Search the entries for lines with the string "KnifeChangeset" and say how many there are, giving only the number.
──────────
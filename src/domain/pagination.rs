pub const DEFAULT_PAGE_SIZE: i64 = 20;
pub const MAX_PAGE_SIZE: i64 = 100;

/// 1-based page request, normalised on construction.
#[derive(Debug, Clone, Copy, PartialEq, Eq)]
pub struct PageRequest {
    pub page: i64,
    pub size: i64,
}

impl PageRequest {
    pub fn new(page: i64, size: i64) -> Self {
        Self {
            page: page.max(1),
            size: size.clamp(1, MAX_PAGE_SIZE),
        }
    }

    /// Saturates instead of overflowing; a page that far out is simply empty.
    pub fn offset(&self) -> i64 {
        (self.page - 1).saturating_mul(self.size)
    }
}

impl Default for PageRequest {
    fn default() -> Self {
        Self::new(1, DEFAULT_PAGE_SIZE)
    }
}

#[derive(Debug, Clone)]
pub struct Page<T> {
    pub items: Vec<T>,
    pub page: i64,
    pub size: i64,
    pub total: i64,
}

impl<T> Page<T> {
    pub fn new(items: Vec<T>, request: PageRequest, total: i64) -> Self {
        Self {
            items,
            page: request.page,
            size: request.size,
            total,
        }
    }

    pub fn total_pages(&self) -> i64 {
        if self.total == 0 {
            0
        } else {
            (self.total + self.size - 1) / self.size
        }
    }

    pub fn is_first(&self) -> bool {
        self.page == 1
    }

    pub fn is_last(&self) -> bool {
        self.page >= self.total_pages()
    }

    pub fn map<U>(self, f: impl FnMut(T) -> U) -> Page<U> {
        Page {
            items: self.items.into_iter().map(f).collect(),
            page: self.page,
            size: self.size,
            total: self.total,
        }
    }
}
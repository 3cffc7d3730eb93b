use thiserror::Error;

#[derive(Debug, Error)]
pub enum DomainError {
    #[error("{0}")]
    NotFound(String),
    #[error("Invalid input: {0}")]
    InvalidInput(String),
    #[error("Insufficient stock for {name}. Requested: {requested}, Available: {available}")]
    InsufficientStock {
        name: String,
        requested: i32,
        available: i32,
    },
    #[error("{0}")]
    Conflict(String),
    #[error("{0}")]
    Unauthorized(String),
    #[error("Access denied")]
    Forbidden,
    #[error("Internal error: {0}")]
    Internal(String),
}

impl DomainError {
    pub fn not_found(what: &str, id: impl std::fmt::Display) -> Self {
        DomainError::NotFound(format!("{} not found: {}", what, id))
    }
}
use std::future::{ready, Ready};

use actix_web::dev::Payload;
use actix_web::http::header;
use actix_web::{web, FromRequest, HttpRequest, HttpResponse};
use serde::{Deserialize, Serialize};
use utoipa::ToSchema;
use validator::Validate;

use crate::domain::admin::Principal;
use crate::errors::AppError;

use super::{run_blocking, ApiResponse, AppState};

/// An authenticated caller holding the ADMIN role.
///
/// Missing or invalid tokens are rejected with 401, other roles with 403.
#[derive(Debug)]
pub struct AdminUser(pub Principal);

impl FromRequest for AdminUser {
    type Error = AppError;
    type Future = Ready<Result<Self, Self::Error>>;

    fn from_request(req: &HttpRequest, _: &mut Payload) -> Self::Future {
        ready(authorize(req))
    }
}

fn bearer_token(req: &HttpRequest) -> Option<&str> {
    req.headers()
        .get(header::AUTHORIZATION)?
        .to_str()
        .ok()?
        .strip_prefix("Bearer ")
        .map(str::trim)
        .filter(|t| !t.is_empty())
}

fn authorize(req: &HttpRequest) -> Result<AdminUser, AppError> {
    let state = req
        .app_data::<web::Data<AppState>>()
        .ok_or_else(|| AppError::Internal("application state is not registered".to_string()))?;
    let token = bearer_token(req)
        .ok_or_else(|| AppError::Unauthorized("Authentication required".to_string()))?;
    let principal = state.auth.authenticate(token)?;
    if !principal.is_admin() {
        log::warn!(
            "User {} with role {} denied access to {}",
            principal.username,
            principal.role,
            req.path()
        );
        return Err(AppError::Forbidden);
    }
    Ok(AdminUser(principal))
}

// ── DTOs ─────────────────────────────────────────────────────────────────────

#[derive(Debug, Deserialize, Validate, ToSchema)]
#[serde(rename_all = "camelCase")]
pub struct LoginRequest {
    #[validate(length(min = 1, message = "Username is required"))]
    pub username: String,
    #[validate(length(min = 1, message = "Password is required"))]
    pub password: String,
}

#[derive(Debug, Serialize, ToSchema)]
#[serde(rename_all = "camelCase")]
pub struct LoginResponse {
    pub token: String,
    pub username: String,
    pub role: String,
}

#[derive(Debug, Serialize, ToSchema)]
pub struct TokenValidity {
    pub valid: bool,
}

#[derive(Debug, Serialize, ToSchema)]
pub struct HealthStatus {
    pub status: String,
}

// ── Handlers ─────────────────────────────────────────────────────────────────

/// POST /api/auth/login
#[utoipa::path(
    post,
    path = "/api/auth/login",
    request_body = LoginRequest,
    responses(
        (status = 200, description = "Login successful", body = ApiResponse<LoginResponse>),
        (status = 400, description = "Missing username or password"),
        (status = 401, description = "Invalid credentials or disabled account"),
    ),
    tag = "auth"
)]
pub async fn login(
    state: web::Data<AppState>,
    body: web::Json<LoginRequest>,
) -> Result<HttpResponse, AppError> {
    let body = body.into_inner();
    body.validate()?;

    let auth = state.auth.clone();
    let session = run_blocking(move || auth.login(&body.username, &body.password)).await?;

    Ok(HttpResponse::Ok().json(ApiResponse::with_message(
        "Login successful",
        LoginResponse {
            token: session.token,
            username: session.username,
            role: session.role,
        },
    )))
}

/// POST /api/auth/validate
///
/// Always answers 200; the body says whether the bearer token is usable.
#[utoipa::path(
    post,
    path = "/api/auth/validate",
    responses(
        (status = 200, description = "Validation result", body = ApiResponse<TokenValidity>),
    ),
    tag = "auth"
)]
pub async fn validate(req: HttpRequest, state: web::Data<AppState>) -> HttpResponse {
    let valid = bearer_token(&req)
        .map(|token| state.auth.validate(token))
        .unwrap_or(false);
    HttpResponse::Ok().json(ApiResponse::ok(TokenValidity { valid }))
}

/// GET /api/auth/health
#[utoipa::path(
    get,
    path = "/api/auth/health",
    responses(
        (status = 200, description = "Service is up", body = ApiResponse<HealthStatus>),
    ),
    tag = "auth"
)]
pub async fn health() -> HttpResponse {
    HttpResponse::Ok().json(ApiResponse::with_message(
        "Auth service is running",
        HealthStatus {
            status: "ok".to_string(),
        },
    ))
}
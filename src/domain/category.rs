#[derive(Debug, Clone, PartialEq)]
pub struct Category {
    pub id: i32,
    pub name: String,
    pub description: Option<String>,
    pub icon: Option<String>,
    pub display_order: i32,
    pub is_active: bool,
}

/// Input for creating a category. Unset fields take their defaults.
#[derive(Debug, Clone, Default)]
pub struct CategoryDraft {
    pub name: String,
    pub description: Option<String>,
    pub icon: Option<String>,
    pub display_order: Option<i32>,
    pub is_active: Option<bool>,
}

/// Partial update: the name is always replaced, the rest only when set.
#[derive(Debug, Clone, Default)]
pub struct CategoryPatch {
    pub name: String,
    pub description: Option<String>,
    pub icon: Option<String>,
    pub display_order: Option<i32>,
    pub is_active: Option<bool>,
}

impl Category {
    pub fn apply(&mut self, patch: CategoryPatch) {
        self.name = patch.name;
        if let Some(description) = patch.description {
            self.description = Some(description);
        }
        if let Some(icon) = patch.icon {
            self.icon = Some(icon);
        }
        if let Some(order) = patch.display_order {
            self.display_order = order;
        }
        if let Some(active) = patch.is_active {
            self.is_active = active;
        }
    }
}

#[derive(Debug, Clone, PartialEq)]
pub struct CategoryCount {
    pub category_id: i32,
    pub category_name: String,
    pub product_count: i64,
}

/// Sort key used for every category listing.
pub fn sort_by_display_order(categories: &mut [Category]) {
    categories.sort_by_key(|c| (c.display_order, c.id));
}
use bigdecimal::BigDecimal;
use chrono::{DateTime, NaiveDate, Utc};
use diesel::prelude::*;
use serde_json::Value;
use uuid::Uuid;

use crate::domain::admin::Admin;
use crate::domain::category::Category;
use crate::domain::content::{ContentKey, CorporateContent};
use crate::domain::errors::DomainError;
use crate::domain::knife::{Knife, KnifeDraft};
use crate::domain::order::{Order, OrderItem};
use crate::schema::{admins, categories, corporate_content, knives, order_items, order_outbox, orders};

// ── Catalog ──────────────────────────────────────────────────────────────────

#[derive(Debug, Clone, Queryable, Selectable, Identifiable, Insertable, AsChangeset)]
#[diesel(table_name = categories)]
#[diesel(check_for_backend(diesel::pg::Pg))]
#[diesel(treat_none_as_null = true)]
pub struct CategoryRow {
    pub id: i32,
    pub name: String,
    pub description: Option<String>,
    pub icon: Option<String>,
    pub display_order: i32,
    pub is_active: bool,
}

impl From<CategoryRow> for Category {
    fn from(r: CategoryRow) -> Self {
        Category {
            id: r.id,
            name: r.name,
            description: r.description,
            icon: r.icon,
            display_order: r.display_order,
            is_active: r.is_active,
        }
    }
}

impl From<Category> for CategoryRow {
    fn from(c: Category) -> Self {
        CategoryRow {
            id: c.id,
            name: c.name,
            description: c.description,
            icon: c.icon,
            display_order: c.display_order,
            is_active: c.is_active,
        }
    }
}

#[derive(Debug, Clone, Queryable, Selectable, Identifiable)]
#[diesel(table_name = knives)]
#[diesel(check_for_backend(diesel::pg::Pg))]
pub struct KnifeRow {
    pub id: Uuid,
    pub name: String,
    pub category_id: i32,
    pub category_name: Option<String>,
    pub description: String,
    pub price: BigDecimal,
    pub discount_price: BigDecimal,
    pub percentage_discount: bool,
    pub stock_quantity: i32,
    pub tags: Vec<String>,
    pub image_url: Option<String>,
    pub knife_type: String,
    pub blade_length: f64,
    pub color: Option<String>,
    pub blade_material: String,
    pub handle_material: String,
    pub knife_sizes: Vec<String>,
    pub created_at: DateTime<Utc>,
    pub updated_at: DateTime<Utc>,
}

impl From<KnifeRow> for Knife {
    fn from(r: KnifeRow) -> Self {
        Knife {
            id: r.id,
            name: r.name,
            category_id: r.category_id,
            category_name: r.category_name,
            description: r.description,
            price: r.price,
            discount_price: r.discount_price,
            percentage_discount: r.percentage_discount,
            stock_quantity: r.stock_quantity,
            tags: r.tags,
            image_url: r.image_url,
            knife_type: r.knife_type,
            blade_length: r.blade_length,
            color: r.color,
            blade_material: r.blade_material,
            handle_material: r.handle_material,
            knife_sizes: r.knife_sizes,
            created_at: r.created_at,
            updated_at: r.updated_at,
        }
    }
}

/// Column values written on insert and on full replacement.
#[derive(Debug, Insertable, AsChangeset)]
#[diesel(table_name = knives)]
#[diesel(treat_none_as_null = true)]
pub struct KnifeChangeset {
    pub name: String,
    pub category_id: i32,
    pub category_name: Option<String>,
    pub description: String,
    pub price: BigDecimal,
    pub discount_price: BigDecimal,
    pub percentage_discount: bool,
    pub stock_quantity: i32,
    pub tags: Vec<String>,
    pub image_url: Option<String>,
    pub knife_type: String,
    pub blade_length: f64,
    pub color: Option<String>,
    pub blade_material: String,
    pub handle_material: String,
    pub knife_sizes: Vec<String>,
    pub updated_at: DateTime<Utc>,
}

impl From<KnifeDraft> for KnifeChangeset {
    fn from(d: KnifeDraft) -> Self {
        KnifeChangeset {
            name: d.name,
            category_id: d.category_id,
            category_name: d.category_name,
            description: d.description,
            price: d.price,
            discount_price: d.discount_price,
            percentage_discount: d.percentage_discount,
            stock_quantity: d.stock_quantity,
            tags: d.tags,
            image_url: d.image_url,
            knife_type: d.knife_type,
            blade_length: d.blade_length,
            color: d.color,
            blade_material: d.blade_material,
            handle_material: d.handle_material,
            knife_sizes: d.knife_sizes,
            updated_at: Utc::now(),
        }
    }
}

// ── Orders ───────────────────────────────────────────────────────────────────

#[derive(Debug, Clone, Queryable, Selectable, Identifiable, Insertable)]
#[diesel(table_name = orders)]
#[diesel(check_for_backend(diesel::pg::Pg))]
pub struct OrderRow {
    pub id: Uuid,
    pub order_number: String,
    pub order_date: NaiveDate,
    pub conversation_id: String,
    pub payment_id: String,
    pub status_code: i32,
    pub status_text: String,
    pub shipping_address: String,
    pub shipping_city: String,
    pub billing_address: String,
    pub total_amount: BigDecimal,
    pub history: String,
    pub user_name: String,
    pub user_surname: String,
    pub email: String,
    pub phone_number: String,
    pub admin_note: String,
    pub created_at: DateTime<Utc>,
    pub updated_at: DateTime<Utc>,
}

#[derive(Debug, Clone, Queryable, Selectable, Identifiable, Associations, Insertable)]
#[diesel(table_name = order_items)]
#[diesel(belongs_to(OrderRow, foreign_key = order_id))]
#[diesel(check_for_backend(diesel::pg::Pg))]
pub struct OrderItemRow {
    pub id: Uuid,
    pub order_id: Uuid,
    pub knife_id: Uuid,
    pub name: String,
    pub category_id: i32,
    pub category_name: Option<String>,
    pub description: String,
    pub price: BigDecimal,
    pub discount_price: BigDecimal,
    pub quantity: i32,
    pub image_url: Option<String>,
    pub knife_type: String,
    pub blade_length: f64,
    pub blade_material: String,
    pub handle_material: String,
    pub color: Option<String>,
    pub selected_size: Option<String>,
    pub customer_note: Option<String>,
    pub created_at: DateTime<Utc>,
}

impl OrderRow {
    pub fn from_order(o: &Order) -> Self {
        OrderRow {
            id: o.id,
            order_number: o.order_number.clone(),
            order_date: o.order_date,
            conversation_id: o.conversation_id.clone(),
            payment_id: o.payment_id.clone(),
            status_code: o.status_code,
            status_text: o.status_text.clone(),
            shipping_address: o.shipping_address.clone(),
            shipping_city: o.shipping_city.clone(),
            billing_address: o.billing_address.clone(),
            total_amount: o.total_amount.clone(),
            history: o.history.clone(),
            user_name: o.user_name.clone(),
            user_surname: o.user_surname.clone(),
            email: o.email.clone(),
            phone_number: o.phone_number.clone(),
            admin_note: o.admin_note.clone(),
            created_at: o.created_at,
            updated_at: o.updated_at,
        }
    }

    pub fn into_order(self, items: Vec<OrderItemRow>) -> Order {
        Order {
            id: self.id,
            order_number: self.order_number,
            order_date: self.order_date,
            conversation_id: self.conversation_id,
            payment_id: self.payment_id,
            status_code: self.status_code,
            status_text: self.status_text,
            shipping_address: self.shipping_address,
            shipping_city: self.shipping_city,
            billing_address: self.billing_address,
            total_amount: self.total_amount,
            history: self.history,
            user_name: self.user_name,
            user_surname: self.user_surname,
            email: self.email,
            phone_number: self.phone_number,
            admin_note: self.admin_note,
            items: items.into_iter().map(OrderItem::from).collect(),
            created_at: self.created_at,
            updated_at: self.updated_at,
        }
    }
}

impl OrderItemRow {
    pub fn from_item(order_id: Uuid, created_at: DateTime<Utc>, i: &OrderItem) -> Self {
        OrderItemRow {
            id: i.id,
            order_id,
            knife_id: i.knife_id,
            name: i.name.clone(),
            category_id: i.category_id,
            category_name: i.category_name.clone(),
            description: i.description.clone(),
            price: i.price.clone(),
            discount_price: i.discount_price.clone(),
            quantity: i.quantity,
            image_url: i.image_url.clone(),
            knife_type: i.knife_type.clone(),
            blade_length: i.blade_length,
            blade_material: i.blade_material.clone(),
            handle_material: i.handle_material.clone(),
            color: i.color.clone(),
            selected_size: i.selected_size.clone(),
            customer_note: i.customer_note.clone(),
            created_at,
        }
    }
}

impl From<OrderItemRow> for OrderItem {
    fn from(r: OrderItemRow) -> Self {
        OrderItem {
            id: r.id,
            knife_id: r.knife_id,
            name: r.name,
            category_id: r.category_id,
            category_name: r.category_name,
            description: r.description,
            price: r.price,
            discount_price: r.discount_price,
            quantity: r.quantity,
            image_url: r.image_url,
            knife_type: r.knife_type,
            blade_length: r.blade_length,
            blade_material: r.blade_material,
            handle_material: r.handle_material,
            color: r.color,
            selected_size: r.selected_size,
            customer_note: r.customer_note,
        }
    }
}

#[derive(Debug, Clone, Queryable, Selectable, Identifiable)]
#[diesel(table_name = order_outbox)]
#[diesel(check_for_backend(diesel::pg::Pg))]
pub struct OutboxEventRow {
    pub id: Uuid,
    pub aggregate_type: String,
    pub aggregate_id: String,
    pub event_type: String,
    pub payload: Value,
    pub created_at: DateTime<Utc>,
}

#[derive(Debug, Insertable)]
#[diesel(table_name = order_outbox)]
pub struct NewOutboxEventRow {
    pub id: Uuid,
    pub aggregate_type: String,
    pub aggregate_id: String,
    pub event_type: String,
    pub payload: Value,
}

impl NewOutboxEventRow {
    pub fn for_order(order_id: Uuid, event_type: &str, payload: Value) -> Self {
        NewOutboxEventRow {
            id: Uuid::new_v4(),
            aggregate_type: "Order".to_string(),
            aggregate_id: order_id.to_string(),
            event_type: event_type.to_string(),
            payload,
        }
    }
}

// ── Content & admins ─────────────────────────────────────────────────────────

#[derive(Debug, Clone, Queryable, Selectable, Identifiable, Insertable)]
#[diesel(table_name = corporate_content)]
#[diesel(check_for_backend(diesel::pg::Pg))]
pub struct ContentRow {
    pub id: Uuid,
    pub content_key: String,
    pub title: String,
    pub content: String,
    pub language: String,
    pub active: bool,
    pub created_at: DateTime<Utc>,
    pub updated_at: DateTime<Utc>,
}

impl TryFrom<ContentRow> for CorporateContent {
    type Error = DomainError;

    fn try_from(r: ContentRow) -> Result<Self, Self::Error> {
        Ok(CorporateContent {
            id: r.id,
            key: r.content_key.parse::<ContentKey>()?,
            title: r.title,
            content: r.content,
            language: r.language,
            active: r.active,
            created_at: r.created_at,
            updated_at: r.updated_at,
        })
    }
}

impl From<&CorporateContent> for ContentRow {
    fn from(c: &CorporateContent) -> Self {
        ContentRow {
            id: c.id,
            content_key: c.key.as_str().to_string(),
            title: c.title.clone(),
            content: c.content.clone(),
            language: c.language.clone(),
            active: c.active,
            created_at: c.created_at,
            updated_at: c.updated_at,
        }
    }
}

#[derive(Debug, Clone, Queryable, Selectable, Identifiable)]
#[diesel(table_name = admins)]
#[diesel(check_for_backend(diesel::pg::Pg))]
pub struct AdminRow {
    pub id: Uuid,
    pub username: String,
    pub password_hash: String,
    pub email: String,
    pub role: String,
    pub enabled: bool,
    pub created_at: DateTime<Utc>,
    pub last_login_at: Option<DateTime<Utc>>,
}

impl From<AdminRow> for Admin {
    fn from(r: AdminRow) -> Self {
        Admin {
            id: r.id,
            username: r.username,
            password_hash: r.password_hash,
            email: r.email,
            role: r.role,
            enabled: r.enabled,
            created_at: r.created_at,
            last_login_at: r.last_login_at,
        }
    }
}

#[derive(Debug, Insertable)]
#[diesel(table_name = admins)]
pub struct NewAdminRow {
    pub id: Uuid,
    pub username: String,
    pub password_hash: String,
    pub email: String,
    pub role: String,
}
──────────
SOLUTION BELOW:
3